Your objective: Return exactly, and only, the lines from the line containing "pub fn len(&self)" through the final line of the records below, both included.

Stored items
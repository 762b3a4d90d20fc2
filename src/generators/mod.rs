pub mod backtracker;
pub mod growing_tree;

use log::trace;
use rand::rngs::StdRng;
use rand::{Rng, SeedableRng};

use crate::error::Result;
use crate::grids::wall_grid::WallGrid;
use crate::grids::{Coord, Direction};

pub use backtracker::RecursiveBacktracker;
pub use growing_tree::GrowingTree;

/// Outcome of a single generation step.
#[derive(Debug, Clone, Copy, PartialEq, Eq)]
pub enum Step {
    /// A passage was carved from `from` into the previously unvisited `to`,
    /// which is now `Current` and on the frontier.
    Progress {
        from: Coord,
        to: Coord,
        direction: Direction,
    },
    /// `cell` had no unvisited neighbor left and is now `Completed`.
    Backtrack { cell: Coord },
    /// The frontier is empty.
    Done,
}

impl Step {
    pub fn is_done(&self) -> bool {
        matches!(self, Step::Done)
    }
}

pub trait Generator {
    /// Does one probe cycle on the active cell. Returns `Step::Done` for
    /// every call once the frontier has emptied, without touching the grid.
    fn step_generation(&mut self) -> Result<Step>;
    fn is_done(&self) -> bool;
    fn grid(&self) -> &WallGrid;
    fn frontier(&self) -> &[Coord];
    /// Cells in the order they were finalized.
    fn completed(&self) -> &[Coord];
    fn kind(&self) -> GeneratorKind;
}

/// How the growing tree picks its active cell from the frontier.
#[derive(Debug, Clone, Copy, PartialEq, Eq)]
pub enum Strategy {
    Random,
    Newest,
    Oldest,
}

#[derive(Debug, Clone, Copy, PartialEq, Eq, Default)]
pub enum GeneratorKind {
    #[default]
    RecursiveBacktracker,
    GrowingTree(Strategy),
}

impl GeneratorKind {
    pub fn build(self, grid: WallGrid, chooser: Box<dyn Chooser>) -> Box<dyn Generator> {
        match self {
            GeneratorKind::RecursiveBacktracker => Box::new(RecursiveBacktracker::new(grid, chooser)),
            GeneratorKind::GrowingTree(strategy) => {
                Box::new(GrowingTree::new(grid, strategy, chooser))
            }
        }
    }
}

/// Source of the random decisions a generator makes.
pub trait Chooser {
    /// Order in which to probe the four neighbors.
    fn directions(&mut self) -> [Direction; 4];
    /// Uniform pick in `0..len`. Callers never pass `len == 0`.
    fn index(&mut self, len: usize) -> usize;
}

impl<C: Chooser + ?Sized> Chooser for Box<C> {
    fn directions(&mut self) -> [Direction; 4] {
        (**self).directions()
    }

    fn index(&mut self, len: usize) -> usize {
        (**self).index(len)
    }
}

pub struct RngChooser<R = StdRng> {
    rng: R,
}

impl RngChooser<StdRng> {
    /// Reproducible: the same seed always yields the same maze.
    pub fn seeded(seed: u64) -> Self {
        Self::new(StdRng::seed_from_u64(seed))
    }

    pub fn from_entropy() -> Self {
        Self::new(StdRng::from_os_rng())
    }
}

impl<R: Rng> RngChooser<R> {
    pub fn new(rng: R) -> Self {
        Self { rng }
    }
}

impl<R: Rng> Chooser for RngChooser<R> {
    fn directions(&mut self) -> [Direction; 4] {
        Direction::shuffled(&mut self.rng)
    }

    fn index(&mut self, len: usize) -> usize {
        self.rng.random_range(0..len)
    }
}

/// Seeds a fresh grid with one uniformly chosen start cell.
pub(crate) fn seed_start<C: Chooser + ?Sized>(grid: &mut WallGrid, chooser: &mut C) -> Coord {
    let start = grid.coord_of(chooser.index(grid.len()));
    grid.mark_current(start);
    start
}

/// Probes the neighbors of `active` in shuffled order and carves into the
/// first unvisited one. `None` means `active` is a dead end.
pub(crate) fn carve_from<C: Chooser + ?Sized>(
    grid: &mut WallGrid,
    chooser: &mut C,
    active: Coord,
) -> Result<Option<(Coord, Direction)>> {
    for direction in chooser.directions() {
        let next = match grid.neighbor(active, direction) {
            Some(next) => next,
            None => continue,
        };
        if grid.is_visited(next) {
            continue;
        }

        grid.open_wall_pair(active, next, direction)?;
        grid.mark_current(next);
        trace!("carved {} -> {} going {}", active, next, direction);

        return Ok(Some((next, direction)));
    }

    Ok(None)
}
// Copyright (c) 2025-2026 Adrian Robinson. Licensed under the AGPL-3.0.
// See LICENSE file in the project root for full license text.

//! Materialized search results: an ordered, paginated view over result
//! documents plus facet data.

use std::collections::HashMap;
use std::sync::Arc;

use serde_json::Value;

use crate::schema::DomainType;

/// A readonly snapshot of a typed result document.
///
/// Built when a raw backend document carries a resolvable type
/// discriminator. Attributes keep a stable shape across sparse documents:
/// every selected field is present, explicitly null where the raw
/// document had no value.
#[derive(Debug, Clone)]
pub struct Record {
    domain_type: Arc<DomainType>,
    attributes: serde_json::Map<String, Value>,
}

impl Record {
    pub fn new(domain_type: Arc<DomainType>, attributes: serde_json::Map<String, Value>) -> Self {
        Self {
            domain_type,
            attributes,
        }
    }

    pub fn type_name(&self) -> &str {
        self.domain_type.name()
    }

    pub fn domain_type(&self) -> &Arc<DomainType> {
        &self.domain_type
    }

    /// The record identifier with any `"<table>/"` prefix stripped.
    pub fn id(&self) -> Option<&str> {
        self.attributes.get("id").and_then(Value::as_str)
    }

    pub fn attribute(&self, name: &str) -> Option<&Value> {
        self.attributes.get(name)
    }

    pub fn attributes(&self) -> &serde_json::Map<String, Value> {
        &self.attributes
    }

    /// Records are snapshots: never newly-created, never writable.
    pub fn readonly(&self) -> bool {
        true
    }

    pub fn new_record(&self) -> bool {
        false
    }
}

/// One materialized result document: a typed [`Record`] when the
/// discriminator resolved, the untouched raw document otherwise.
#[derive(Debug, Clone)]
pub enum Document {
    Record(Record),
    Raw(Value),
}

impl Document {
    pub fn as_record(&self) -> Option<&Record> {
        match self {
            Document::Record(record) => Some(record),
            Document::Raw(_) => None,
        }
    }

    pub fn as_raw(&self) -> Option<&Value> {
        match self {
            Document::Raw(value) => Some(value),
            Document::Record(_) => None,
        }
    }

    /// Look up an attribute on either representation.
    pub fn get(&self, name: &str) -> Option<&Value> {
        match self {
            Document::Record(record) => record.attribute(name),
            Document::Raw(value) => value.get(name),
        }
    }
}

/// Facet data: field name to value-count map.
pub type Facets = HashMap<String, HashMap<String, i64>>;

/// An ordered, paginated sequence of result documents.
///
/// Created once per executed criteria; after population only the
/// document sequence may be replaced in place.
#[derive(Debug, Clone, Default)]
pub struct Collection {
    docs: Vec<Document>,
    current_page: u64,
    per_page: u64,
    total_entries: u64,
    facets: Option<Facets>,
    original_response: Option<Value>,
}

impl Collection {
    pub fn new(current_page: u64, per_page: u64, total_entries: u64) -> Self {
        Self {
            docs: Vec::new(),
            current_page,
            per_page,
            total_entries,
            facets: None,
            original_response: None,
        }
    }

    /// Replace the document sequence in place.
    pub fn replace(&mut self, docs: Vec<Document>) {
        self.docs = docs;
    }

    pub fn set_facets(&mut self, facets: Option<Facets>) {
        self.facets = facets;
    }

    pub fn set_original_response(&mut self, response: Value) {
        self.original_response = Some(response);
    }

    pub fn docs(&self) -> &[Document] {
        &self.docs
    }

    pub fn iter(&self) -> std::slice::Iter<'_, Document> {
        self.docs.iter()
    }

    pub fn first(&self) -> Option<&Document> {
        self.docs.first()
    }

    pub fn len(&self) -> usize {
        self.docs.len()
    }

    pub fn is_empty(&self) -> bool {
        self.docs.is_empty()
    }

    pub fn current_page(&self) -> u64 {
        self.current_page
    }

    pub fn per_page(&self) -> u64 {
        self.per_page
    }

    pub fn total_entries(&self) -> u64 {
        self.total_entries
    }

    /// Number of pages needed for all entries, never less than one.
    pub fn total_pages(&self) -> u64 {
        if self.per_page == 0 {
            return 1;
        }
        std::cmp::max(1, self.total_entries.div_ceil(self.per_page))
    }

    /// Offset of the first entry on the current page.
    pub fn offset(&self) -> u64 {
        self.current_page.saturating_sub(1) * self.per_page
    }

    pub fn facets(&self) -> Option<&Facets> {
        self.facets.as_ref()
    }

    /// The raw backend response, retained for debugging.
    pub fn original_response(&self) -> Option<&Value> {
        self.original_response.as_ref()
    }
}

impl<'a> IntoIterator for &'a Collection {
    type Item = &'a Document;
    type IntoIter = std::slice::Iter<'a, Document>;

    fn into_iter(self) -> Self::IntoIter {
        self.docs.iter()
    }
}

Expected answer:
    pub fn len(&self) -> usize {
        self.docs.len()
    }

    pub fn is_empty(&self) -> bool {
        self.docs.is_empty()
    }

    pub fn current_page(&self) -> u64 {
        self.current_page
    }

    pub fn per_page(&self) -> u64 {
        self.per_page
    }

    pub fn total_entries(&self) -> u64 {
        self.total_entries
    }

    /// Number of pages needed for all entries, never less than one.
    pub fn total_pages(&self) -> u64 {
        if self.per_page == 0 {
            return 1;
        }
        std::cmp::max(1, self.total_entries.div_ceil(self.per_page))
    }

    /// Offset of the first entry on the current page.
    pub fn offset(&self) -> u64 {
        self.current_page.saturating_sub(1) * self.per_page
    }

    pub fn facets(&self) -> Option<&Facets> {
        self.facets.as_ref()
    }

    /// The raw backend response, retained for debugging.
    pub fn original_response(&self) -> Option<&Value> {
        self.original_response.as_ref()
    }
}

impl<'a> IntoIterator for &'a Collection {
    type Item = &'a Document;
    type IntoIter = std::slice::Iter<'a, Document>;

    fn into_iter(self) -> Self::IntoIter {
        self.docs.iter()
    }
}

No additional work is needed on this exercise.